**DATA RECORDS**:

use std::io::Write;
use std::path::{Path, PathBuf};

use anyhow::{Context, Result};

const DEFAULT_MAX_BYTES: u64 = 10 * 1024 * 1024;
const DEFAULT_MAX_FILES: usize = 5;
const MAX_BYTES_ENV: &str = "PARLEY_LOG_ROTATION_MAX_BYTES";
const MAX_FILES_ENV: &str = "PARLEY_LOG_ROTATION_MAX_FILES";

/// Size-based rotation settings for append-only NDJSON logs.
#[derive(Debug, Clone, Copy, PartialEq, Eq)]
pub struct LogRotationPolicy {
    pub max_bytes: u64,
    pub max_files: usize,
}

impl Default for LogRotationPolicy {
    fn default() -> Self {
        Self {
            max_bytes: DEFAULT_MAX_BYTES,
            max_files: DEFAULT_MAX_FILES,
        }
    }
}

impl LogRotationPolicy {
    /// Reads overrides from the environment; unset, unparsable, or zero values
    /// keep the defaults.
    pub fn from_env() -> Self {
        let defaults = Self::default();
        Self {
            max_bytes: positive_env_value(MAX_BYTES_ENV).unwrap_or(defaults.max_bytes),
            max_files: positive_env_value(MAX_FILES_ENV).unwrap_or(defaults.max_files),
        }
    }

    pub fn is_enabled(self) -> bool {
        self.max_bytes > 0 && self.max_files > 0
    }
}

fn positive_env_value<T>(name: &str) -> Option<T>
where
    T: std::str::FromStr + PartialOrd + Default,
{
    std::env::var(name)
        .ok()
        .and_then(|raw| raw.trim().parse::<T>().ok())
        .filter(|value| *value > T::default())
}

/// Appends `line` plus a newline to `path`, rotating first when the write would
/// push the active file past `policy.max_bytes`.
pub fn append_line_with_rotation(path: &Path, line: &str, policy: LogRotationPolicy) -> Result<()> {
    if let Some(parent) = path.parent().filter(|dir| !dir.as_os_str().is_empty()) {
        std::fs::create_dir_all(parent)
            .with_context(|| format!("failed to create {}", parent.display()))?;
    }

    if policy.is_enabled() {
        if let Ok(metadata) = std::fs::metadata(path) {
            let incoming = u64::try_from(line.len().saturating_add(1)).unwrap_or(u64::MAX);
            if metadata.len().saturating_add(incoming) > policy.max_bytes {
                rotate(path, policy)?;
            }
        }
    }

    let mut file = std::fs::OpenOptions::new()
        .create(true)
        .append(true)
        .open(path)
        .with_context(|| format!("failed to open {}", path.display()))?;
    writeln!(file, "{line}").with_context(|| format!("failed to append {}", path.display()))?;
    file.flush()
        .with_context(|| format!("failed to flush {}", path.display()))?;
    Ok(())
}

fn backup_path(path: &Path, index: usize) -> PathBuf {
    PathBuf::from(format!("{}.{index}", path.display()))
}

// Shifts path -> path.1 -> path.2 ..., dropping whatever falls past max_files - 1.
fn rotate(path: &Path, policy: LogRotationPolicy) -> Result<()> {
    if policy.max_files <= 1 {
        std::fs::remove_file(path)
            .with_context(|| format!("failed to truncate {}", path.display()))?;
        return Ok(());
    }

    let oldest = policy.max_files - 1;
    for index in (1..=oldest).rev() {
        let source = if index == 1 {
            path.to_path_buf()
        } else {
            backup_path(path, index - 1)
        };
        if !source.exists() {
            continue;
        }
        let destination = backup_path(path, index);
        if destination.exists() {
            std::fs::remove_file(&destination)
                .with_context(|| format!("failed to drop backup {}", destination.display()))?;
        }
        std::fs::rename(&source, &destination).with_context(|| {
            format!(
                "failed to rotate {} to {}",
                source.display(),
                destination.display()
            )
        })?;
    }
    Ok(())
}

**WHAT YOU NEED TO DO**:
Retype the records above from the very first line down to the line with "const MAX_FILES_ENV: &str", keeping both of those lines. Include nothing beyond them.

**RESPONSE FOR THIS EXERCISE**:
use std::io::Write;
use std::path::{Path, PathBuf};

use anyhow::{Context, Result};

const DEFAULT_MAX_BYTES: u64 = 10 * 1024 * 1024;
const DEFAULT_MAX_FILES: usize = 5;
const MAX_BYTES_ENV: &str = "PARLEY_LOG_ROTATION_MAX_BYTES";
const MAX_FILES_ENV: &str = "PARLEY_LOG_ROTATION_MAX_FILES";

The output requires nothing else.